The lower diagram shows two anti-tank landmines connected by a cord attached to the upper mine's carrying handle. The cord is attached to a pull fuze installed in a secondary fuze well in the bottom mine.

An anti-handling device is an attachment to or an integral part of a landmine or other munition such as some fuze types found in general-purpose air-dropped bombs, cluster bombs and sea mines. It is designed to prevent tampering or disabling, or to target bomb disposal personnel. When the protected device is disturbed, it detonates, killing or injuring anyone within the blast area. There is a strong functional overlap of booby traps and anti-handling devices.

== Purpose ==
Anti-handling devices prevent the capture and reuse of the munition by enemy forces. They also hinder bomb disposal or demining operations, both directly and by deterrence, thereby creating a much more effective hazard or barrier.

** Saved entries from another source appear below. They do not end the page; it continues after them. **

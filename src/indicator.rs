//! Status LED patterns.
//!
//! The LED task only needs a [`StatusSnapshot`]; this module maps it to a
//! pattern and answers "on or off at time t".

use crate::battery::BatteryLevel;
use crate::config::{LED_BLINK_INTERVAL_MS, LED_STARTUP_BLINKS};
use crate::power::PowerState;

/// What the indicator is told every tick.
#[derive(Clone, Copy, Debug, PartialEq, Eq)]
#[cfg_attr(feature = "defmt", derive(defmt::Format))]
pub struct StatusSnapshot {
    pub state: PowerState,
    /// `None` until the first battery reading.
    pub battery: Option<BatteryLevel>,
    pub charging: bool,
    /// Running from USB bus power.
    pub usb_powered: bool,
}

#[derive(Clone, Copy, Debug, PartialEq, Eq)]
#[cfg_attr(feature = "defmt", derive(defmt::Format))]
pub enum BlinkPattern {
    Off,
    Solid,
    /// Symmetric blink, `half_period_ms` on then off.
    Blink { half_period_ms: u64 },
    /// Boot greeting: a fixed number of blinks, then off.
    Startup { blinks: u8, half_period_ms: u64 },
}

impl BlinkPattern {
    pub const STARTUP: Self = BlinkPattern::Startup {
        blinks: LED_STARTUP_BLINKS,
        half_period_ms: LED_BLINK_INTERVAL_MS,
    };

    pub fn for_status(status: &StatusSnapshot) -> Self {
        if status.state.is_sleeping() {
            return BlinkPattern::Off;
        }
        // On bus power the cell is being topped up; no low-battery alarm.
        if status.battery == Some(BatteryLevel::Low) && !status.usb_powered {
            return BlinkPattern::Blink {
                half_period_ms: LED_BLINK_INTERVAL_MS / 2,
            };
        }
        match status.state {
            PowerState::IdleWarning => BlinkPattern::Blink {
                half_period_ms: LED_BLINK_INTERVAL_MS,
            },
            _ if status.charging => BlinkPattern::Blink {
                half_period_ms: LED_BLINK_INTERVAL_MS * 2,
            },
            _ => BlinkPattern::Solid,
        }
    }

    /// LED level `elapsed_ms` after the pattern started.
    pub fn level_at(&self, elapsed_ms: u64) -> bool {
        match *self {
            BlinkPattern::Off => false,
            BlinkPattern::Solid => true,
            BlinkPattern::Blink { half_period_ms } => {
                half_period_ms == 0 || (elapsed_ms / half_period_ms) % 2 == 0
            }
            BlinkPattern::Startup {
                blinks,
                half_period_ms,
            } => {
                if half_period_ms == 0 {
                    return false;
                }
                let phase = elapsed_ms / half_period_ms;
                phase < u64::from(blinks) * 2 && phase % 2 == 0
            }
        }
    }

    /// Time after which the pattern no longer changes, if it ends.
    pub fn duration_ms(&self) -> Option<u64> {
        match *self {
            BlinkPattern::Startup {
                blinks,
                half_period_ms,
            } => Some(u64::from(blinks) * 2 * half_period_ms),
            BlinkPattern::Off | BlinkPattern::Solid => Some(0),
            BlinkPattern::Blink { .. } => None,
        }
    }
}
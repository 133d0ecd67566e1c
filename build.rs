//! Puts `memory.x` where cortex-m-rt's `link.x` looks for it.
//!
//! Host builds (library tests) have no use for a linker script, so only
//! bare-metal targets get one.

use std::env;
use std::error::Error;
use std::fs;
use std::path::PathBuf;

fn main() -> Result<(), Box<dyn Error>> {
    println!("cargo:rerun-if-changed=memory.x");
    println!("cargo:rerun-if-changed=build.rs");

    let target = env::var("TARGET")?;
    if !target.starts_with("thumbv") {
        return Ok(());
    }

    let out_dir = PathBuf::from(env::var("OUT_DIR")?);
    fs::copy("memory.x", out_dir.join("memory.x"))?;
    println!("cargo:rustc-link-search={}", out_dir.display());
    Ok(())
}
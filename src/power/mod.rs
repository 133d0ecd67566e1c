//! Power state machine.
//!
//! ```text
//!            activity                idle ≥ timeout, battery ok
//!   Active ◄──────────► IdleWarning ───────────────────────────► DeepSleep
//!     │    idle ≥ timeout - warn    │                                 │
//!     │ battery low                 │ battery low                     │ all wake lines
//!     ▼                             ▼                                 ▼
//!   LowBatterySleep ◄───────────────┘                              Active
//!     │  every 30 s: re-check battery → recovered: Active, else sleep again
//!     │  all wake lines            → Active
//! ```
//!
//! The machine only decides *when* to sleep and *what* to arm. The actual
//! suspension is done by the caller, which reports back with a
//! [`WakeReason`].


use crate::config::ControllerConfig;

/// Power state.
#[derive(Clone, Copy, Debug, PartialEq, Eq)]
#[cfg_attr(feature = "defmt", derive(defmt::Format))]
pub enum PowerState {
    /// Normal operation - sampling and reporting.
    Active,
    /// Still reporting, but the sleep timeout is close.
    IdleWarning,
    /// Suspended until the wake button combo.
    DeepSleep,
    /// Suspended on a low battery; wakes periodically to re-check it.
    LowBatterySleep,
}

impl PowerState {
    pub const fn is_awake(self) -> bool {
        matches!(self, PowerState::Active | PowerState::IdleWarning)
    }

    pub const fn is_sleeping(self) -> bool {
        !self.is_awake()
    }
}

/// What the suspension boundary has to arm before sleeping.
#[derive(Clone, Copy, Debug, PartialEq, Eq)]
#[cfg_attr(feature = "defmt", derive(defmt::Format))]
pub struct SleepRequest {
    /// Sleep state being entered.
    pub state: PowerState,
    /// GPIO lines, one bit per pin number. All of them must be asserted to wake.
    pub wake_mask: u32,
    /// Periodic timer wake, if any.
    pub timer_ms: Option<u64>,
}

impl SleepRequest {
    /// Whether a set of asserted GPIO lines satisfies the wake condition.
    pub const fn wakes_on(&self, asserted: u32) -> bool {
        asserted & self.wake_mask == self.wake_mask
    }
}

/// Why the suspension boundary returned.
#[derive(Clone, Copy, Debug, PartialEq, Eq)]
#[cfg_attr(feature = "defmt", derive(defmt::Format))]
pub enum WakeReason {
    /// GPIO edge; `asserted` holds the lines asserted at wake time.
    Buttons { asserted: u32 },
    /// The periodic sleep timer fired.
    Timer,
}

/// Result of feeding a wake event to the machine.
#[derive(Clone, Copy, Debug, PartialEq, Eq)]
#[cfg_attr(feature = "defmt", derive(defmt::Format))]
pub enum WakeOutcome {
    /// Back in `Active`; the activity timer restarts at the wake time.
    Resumed,
    /// Wake condition not met, suspend again with this request.
    Resleep(SleepRequest),
}

/// Decides transitions between the power states.
#[derive(Clone, Debug)]
pub struct PowerStateMachine {
    state: PowerState,
    sleep_timeout_ms: u64,
    idle_warning_ms: u64,
    low_battery_sleep_ms: u64,
    wake_mask: u32,
    entered_ms: u64,
}

impl PowerStateMachine {
    /// Fresh machine, as after boot or wake.
    pub fn new(config: &ControllerConfig, now_ms: u64) -> Self {
        Self {
            state: PowerState::Active,
            sleep_timeout_ms: config.sleep_timeout_ms,
            idle_warning_ms: config.idle_warning_ms,
            low_battery_sleep_ms: config.low_battery_sleep_ms,
            wake_mask: config.wake_mask,
            entered_ms: now_ms,
        }
    }

    /// Machine that is already suspended in `state`.
    ///
    /// Used after a wake that reset the chip: nothing survived, but the
    /// wake still has to be judged against the sleep it came from. An awake
    /// `state` gives a fresh `Active` machine.
    pub fn asleep(config: &ControllerConfig, state: PowerState, now_ms: u64) -> Self {
        let mut machine = Self::new(config, now_ms);
        if state.is_sleeping() {
            machine.state = state;
        }
        machine
    }

    pub fn state(&self) -> PowerState {
        self.state
    }

    /// Time spent in the current state.
    pub fn time_in_state(&self, now_ms: u64) -> u64 {
        now_ms.saturating_sub(self.entered_ms)
    }

    /// One evaluation per control tick.
    ///
    /// Returns the sleep request when this evaluation enters a sleep state.
    /// While already asleep nothing changes; only [`Self::wake`] leaves a
    /// sleep state.
    pub fn evaluate(&mut self, idle_ms: u64, battery_low: bool, now_ms: u64) -> Option<SleepRequest> {
        if self.state.is_sleeping() {
            return None;
        }

        let next = if battery_low {
            PowerState::LowBatterySleep
        } else if idle_ms >= self.sleep_timeout_ms {
            PowerState::DeepSleep
        } else if idle_ms >= self.sleep_timeout_ms.saturating_sub(self.idle_warning_ms) {
            PowerState::IdleWarning
        } else {
            PowerState::Active
        };

        self.transition(next, now_ms);
        self.sleep_request()
    }

    /// Feed a wake event while sleeping.
    ///
    /// `battery_low` is only consulted for a timer wake, and must come from a
    /// reading taken after the wake.
    pub fn wake(&mut self, reason: WakeReason, battery_low: bool, now_ms: u64) -> WakeOutcome {
        let Some(request) = self.sleep_request() else {
            warn!("Power: wake {} while {}", reason, self.state);
            return WakeOutcome::Resumed;
        };

        let resume = match reason {
            WakeReason::Buttons { asserted } => request.wakes_on(asserted),
            WakeReason::Timer => request.timer_ms.is_some() && !battery_low,
        };

        if resume {
            info!("Power: woke from {} ({})", self.state, reason);
            self.transition(PowerState::Active, now_ms);
            WakeOutcome::Resumed
        } else {
            debug!("Power: {} not satisfied, back to {}", reason, self.state);
            WakeOutcome::Resleep(request)
        }
    }

    /// What to arm for the current state; `None` while awake.
    pub fn sleep_request(&self) -> Option<SleepRequest> {
        let timer_ms = match self.state {
            PowerState::Active | PowerState::IdleWarning => return None,
            PowerState::DeepSleep => None,
            PowerState::LowBatterySleep => Some(self.low_battery_sleep_ms),
        };
        Some(SleepRequest {
            state: self.state,
            wake_mask: self.wake_mask,
            timer_ms,
        })
    }

    fn transition(&mut self, next: PowerState, now_ms: u64) {
        if next != self.state {
            info!("Power: {} -> {}", self.state, next);
            self.state = next;
            self.entered_ms = now_ms;
        }
    }
}
//! Firmware entry point.
//!
//! Boots the board, judges a wake from System OFF, then runs the control
//! loop: every tick samples the hardware, steps the [`Controller`] and
//! hands the report and status to the USB and LED tasks. When the
//! controller asks to sleep, the loop suspends here until a wake
//! condition holds.

#![no_std]
#![no_main]

mod board;
mod led;
mod sleep;
mod usb;

use board::Board;
use defmt::{error, info, unwrap};
use embassy_executor::Spawner;
use embassy_nrf::gpio::{Input, Level, Output, OutputDrive, Pull};
use embassy_nrf::saadc::{self, ChannelConfig, Saadc};
use embassy_nrf::{bind_interrupts, peripherals};
use embassy_sync::blocking_mutex::raw::CriticalSectionRawMutex;
use embassy_sync::channel::Channel;
use embassy_sync::signal::Signal;
use embassy_time::{Duration, Instant, Ticker, Timer};
use embassy_usb::class::hid::HidWriter;
use embassy_usb::UsbDevice;
use unrailed_pad::config::{self, ControllerConfig};
use unrailed_pad::hid::GamepadReport;
use unrailed_pad::indicator::StatusSnapshot;
use unrailed_pad::{Controller, Error, PowerState, WakeOutcome, WakeReason};
use usb::hid_device::{UsbDriver, REPORT_QUEUE_DEPTH};
use {defmt_rtt as _, panic_probe as _};

bind_interrupts!(struct Irqs {
    SAADC => saadc::InterruptHandler;
    USBD => embassy_nrf::usb::InterruptHandler<peripherals::USBD>;
    CLOCK_POWER => embassy_nrf::usb::vbus_detect::InterruptHandler;
});

static REPORTS: Channel<CriticalSectionRawMutex, GamepadReport, REPORT_QUEUE_DEPTH> =
    Channel::new();
static STATUS: Signal<CriticalSectionRawMutex, StatusSnapshot> = Signal::new();

#[embassy_executor::task]
async fn usb_task(device: UsbDevice<'static, UsbDriver>) -> ! {
    usb::hid_device::run_usb_device(device).await
}

#[embassy_executor::task]
async fn hid_task(writer: HidWriter<'static, UsbDriver, 8>) -> ! {
    usb::hid_device::hid_writer_task(writer, REPORTS.receiver()).await
}

#[embassy_executor::task]
async fn led_task(led: Output<'static>) -> ! {
    led::led_task(led, &STATUS).await
}

fn now_ms() -> u64 {
    Instant::now().as_millis()
}

#[embassy_executor::main]
async fn main(spawner: Spawner) {
    let p = embassy_nrf::init(Default::default());

    info!(
        "{=str} {=str} ({=str})",
        config::CONTROLLER_NAME,
        config::FIRMWARE_VERSION,
        config::HARDWARE_VERSION
    );

    let cfg = ControllerConfig::DEFAULT;
    if let Err(e) = cfg.validate().map_err(Error::from) {
        error!("Startup: {}", e);
        panic!("invalid configuration");
    }

    let button_pull = if cfg.buttons_active_low { Pull::Up } else { Pull::Down };
    // USE, DASH, SEL - same order as `cfg.button_pins`.
    let mut buttons = [
        Input::new(p.P0_21, button_pull),
        Input::new(p.P0_18, button_pull),
        Input::new(p.P0_17, button_pull),
    ];

    // A System OFF wake is a reset; decide here whether it counts.
    let mut controller = if sleep::woke_from_system_off() {
        let mut controller = Controller::asleep(cfg, PowerState::DeepSleep, now_ms());
        let request = unwrap!(controller.sleep_request());
        let asserted = sleep::settle_combo(
            &request,
            &mut buttons,
            &cfg.button_pins,
            cfg.buttons_active_low,
            config::WAKE_COMBO_GRACE_MS,
        )
        .await;
        let reason = WakeReason::Buttons { asserted };
        // A button wake never samples the battery.
        match controller.wake(reason, || (0.0, false), now_ms()) {
            WakeOutcome::Resumed => info!("Boot: woke on button combo"),
            WakeOutcome::Resleep(request) => {
                sleep::wait_released(&mut buttons, cfg.buttons_active_low).await;
                sleep::system_off(&request, cfg.buttons_active_low);
            }
        }
        controller
    } else {
        info!("Boot: cold start");
        Controller::new(cfg, now_ms())
    };

    let channels = [
        ChannelConfig::single_ended(p.P0_04), // AIN2: joystick H
        ChannelConfig::single_ended(p.P0_05), // AIN3: joystick V
        ChannelConfig::single_ended(p.P0_03), // AIN1: battery sense
    ];
    let adc = Saadc::new(p.SAADC, Irqs, saadc::Config::default(), channels);
    let bat_stat = Input::new(p.P0_09, Pull::Up);
    // Divided-down VBUS; high while plugged in.
    let usb_sense = Input::new(p.P0_16, Pull::Down);
    let boost_en = Output::new(p.P0_15, Level::High, OutputDrive::Standard);
    let led = Output::new(p.P0_06, Level::Low, OutputDrive::Standard);

    let mut board = Board::new(adc, buttons, bat_stat, usb_sense, boost_en);
    board.calibrate().await;

    let usb = usb::hid_device::init(p.USBD);
    unwrap!(spawner.spawn(usb_task(usb.device)));
    unwrap!(spawner.spawn(hid_task(usb.gamepad_writer)));
    unwrap!(spawner.spawn(led_task(led)));

    let reports = REPORTS.sender();
    let mut ticker = Ticker::every(Duration::from_millis(config::CONTROL_TICK_MS));
    let mut last_status: Option<StatusSnapshot> = None;

    info!("Control loop started");

    loop {
        ticker.next().await;

        let reading = board.read().await;
        let out = controller.tick(
            &reading.inputs,
            || (reading.battery_sense_volts, reading.charging),
            now_ms(),
        );

        if let Some(report) = out.report {
            // Writer behind: drop, the next tick carries fresh state.
            let _ = reports.try_send(report);
        }
        if last_status != Some(out.status) {
            STATUS.signal(out.status);
            last_status = Some(out.status);
        }

        let Some(mut request) = out.sleep else {
            continue;
        };

        loop {
            board.set_boost(false);

            if request.state == PowerState::DeepSleep {
                sleep::wait_released(board.buttons(), cfg.buttons_active_low).await;
                // Let the LED task switch off before the GPIOs freeze.
                Timer::after(Duration::from_millis(100)).await;
                sleep::system_off(&request, cfg.buttons_active_low);
            }

            let reason = sleep::idle_until_wake(
                &request,
                board.buttons(),
                &cfg.button_pins,
                cfg.buttons_active_low,
            )
            .await;

            let reading = board.read().await;
            let outcome = controller.wake(
                reason,
                || (reading.battery_sense_volts, reading.charging),
                now_ms(),
            );
            match outcome {
                WakeOutcome::Resumed => break,
                WakeOutcome::Resleep(next) => request = next,
            }
        }

        board.set_boost(true);
        ticker.reset();
        let status = controller.status();
        STATUS.signal(status);
        last_status = Some(status);
    }
}
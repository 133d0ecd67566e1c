//! Input and power logic for the Unrailed handheld controller.
//!
//! Everything in this library is pure logic that runs on the host as well
//! as on the nRF52840: raw reads and monotonic timestamps go in, gamepad
//! reports, LED patterns and sleep requests come out.
//!
//! Usage: `cargo test`
//!
//! Note: The embedded binary uses main.rs with #![no_std] and #![no_main]
//! and is only built with `--features embedded`.
//!
//! ## Components
//!
//! - [`input::InputSampler`] - joystick deadzone/centering, button mask
//! - [`battery::BatteryMonitor`] - sense voltage to percentage, 5 s cadence
//! - [`activity::ActivityTracker`] - inactivity timer
//! - [`power::PowerStateMachine`] - Active / IdleWarning / DeepSleep / LowBatterySleep
//! - [`controller::Controller`] - one control-loop step over all of the above

#![cfg_attr(not(test), no_std)]

mod fmt;

pub mod activity;
pub mod battery;
pub mod config;
pub mod controller;
pub mod error;
pub mod hid;
pub mod indicator;
pub mod input;
pub mod power;

pub use config::ControllerConfig;
pub use controller::{Controller, TickOutput};
pub use error::{ConfigError, Error};
pub use power::{PowerState, SleepRequest, WakeOutcome, WakeReason};
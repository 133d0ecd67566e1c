//! USB Device subsystem - presents a HID gamepad to the host.
//!
//! The nRF52840's built-in USB 2.0 Full-Speed controller is driven by
//! `embassy-usb` with a single HID interface carrying
//! [`unrailed_pad::hid::GamepadReport`]s.
//!
//! The control loop pushes one report per tick into a channel; the writer
//! task forwards them to the interrupt endpoint. Nothing is pushed while
//! the controller sleeps.

pub mod hid_device;
//! Suspension boundary.
//!
//! nRF52840 power modes used here:
//! - System ON idle: CPU in WFE between events, RTC keeps time (~3 µA)
//! - System OFF: everything off, wake on GPIO DETECT only (~0.4 µA)
//!
//! System OFF cannot wake on a timer, so `LowBatterySleep` (which needs the
//! 30 s re-check) stays in System ON idle, while `DeepSleep` goes to
//! System OFF. GPIO DETECT fires on *any* sensed line; the all-buttons rule
//! is checked again after the reset, see `main.rs`.

use embassy_futures::select::{select, select3, Either};
use embassy_nrf::pac;
use embassy_nrf::pac::gpio::vals;
use embassy_time::{Duration, Timer};
use embedded_hal::digital::InputPin;
use embedded_hal_async::digital::Wait;
use unrailed_pad::config::BUTTON_DEBOUNCE_MS;
use unrailed_pad::input::{ButtonMask, LineLevel};
use unrailed_pad::{SleepRequest, WakeReason};

use crate::board::pin_levels;

/// Whether the last reset was a wake from System OFF. Clears the flag.
pub fn woke_from_system_off() -> bool {
    let woke = pac::POWER.resetreas().read().off();
    pac::POWER.resetreas().write(|w| w.set_off(true));
    woke
}

/// Arm GPIO sense on every line of the wake mask and enter System OFF.
/// Pull and sense level follow the button polarity.
///
/// Does not return; the next thing to run is the reset handler.
pub fn system_off(request: &SleepRequest, active_low: bool) -> ! {
    defmt::info!("Sleep: System OFF, wake mask {=u32:#x}", request.wake_mask);

    let pull = match LineLevel::released(active_low) {
        LineLevel::High => vals::Pull::PULLUP,
        LineLevel::Low => vals::Pull::PULLDOWN,
    };
    let sense = match LineLevel::pressed(active_low) {
        LineLevel::Low => vals::Sense::LOW,
        LineLevel::High => vals::Sense::HIGH,
    };

    for pin in 0..32usize {
        if request.wake_mask & (1 << pin) != 0 {
            pac::P0.pin_cnf(pin).write(|w| {
                w.set_dir(vals::Dir::INPUT);
                w.set_input(vals::Input::CONNECT);
                w.set_pull(pull);
                w.set_sense(sense);
            });
        }
    }
    // Stale DETECT latches would wake us immediately.
    pac::P0.latch().write_value(0xFFFF_FFFF);

    pac::POWER.systemoff().write(|w| w.set_systemoff(true));
    loop {
        cortex_m::asm::wfe();
    }
}

/// Wait until no button is held, so sense does not trip on entry.
pub async fn wait_released<P: Wait + InputPin>(buttons: &mut [P; 3], active_low: bool) {
    for pin in buttons.iter_mut() {
        let _ = match LineLevel::released(active_low) {
            LineLevel::High => pin.wait_for_high().await,
            LineLevel::Low => pin.wait_for_low().await,
        };
    }
}

/// System ON idle until the request's timer or its button combo.
pub async fn idle_until_wake<P: Wait + InputPin>(
    request: &SleepRequest,
    buttons: &mut [P; 3],
    button_pins: &[u8; 3],
    active_low: bool,
) -> WakeReason {
    let Some(timer_ms) = request.timer_ms else {
        let asserted = wait_for_combo(request, buttons, button_pins, active_low).await;
        return WakeReason::Buttons { asserted };
    };

    defmt::info!("Sleep: idle for {=u64} ms", timer_ms);
    match select(
        Timer::after(Duration::from_millis(timer_ms)),
        wait_for_combo(request, buttons, button_pins, active_low),
    )
    .await
    {
        Either::First(()) => WakeReason::Timer,
        Either::Second(asserted) => WakeReason::Buttons { asserted },
    }
}

/// Give the combo `within_ms` to complete, then report whatever is
/// asserted.
pub async fn settle_combo<P: Wait + InputPin>(
    request: &SleepRequest,
    buttons: &mut [P; 3],
    button_pins: &[u8; 3],
    active_low: bool,
    within_ms: u64,
) -> u32 {
    let combo = wait_for_combo(request, buttons, button_pins, active_low);
    let settled = select(Timer::after(Duration::from_millis(within_ms)), combo).await;
    match settled {
        Either::First(()) => asserted_lines(buttons, button_pins, active_low),
        Either::Second(asserted) => asserted,
    }
}

/// Resolve once every line of the wake mask is asserted; returns the
/// asserted lines.
async fn wait_for_combo<P: Wait + InputPin>(
    request: &SleepRequest,
    buttons: &mut [P; 3],
    button_pins: &[u8; 3],
    active_low: bool,
) -> u32 {
    loop {
        let asserted = asserted_lines(buttons, button_pins, active_low);
        if request.wakes_on(asserted) {
            return asserted;
        }

        {
            let [a, b, c] = &mut *buttons;
            let _ = select3(a.wait_for_any_edge(), b.wait_for_any_edge(), c.wait_for_any_edge()).await;
        }
        Timer::after(Duration::from_millis(BUTTON_DEBOUNCE_MS)).await;
    }
}

/// GPIO lines of the currently pressed buttons.
pub fn asserted_lines<P: InputPin>(buttons: &mut [P; 3], button_pins: &[u8; 3], active_low: bool) -> u32 {
    let pressed = pin_levels(buttons).map(|high| high != active_low);
    ButtonMask::from_pressed(pressed).gpio_lines(button_pins)
}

Anti-handling devices greatly increase the danger of munitions to civilian populations in the areas in which they are used because their mechanisms are so easily triggered. An anti-tank mine with an anti-handling device fitted is almost guaranteed to detonate if it is lifted/overturned, because it is specifically designed to do so. Munitions fitted with anti-handling devices increase the difficulty and cost of post-conflict clearing operations, due to the inherent dangers of attempting to render them safe.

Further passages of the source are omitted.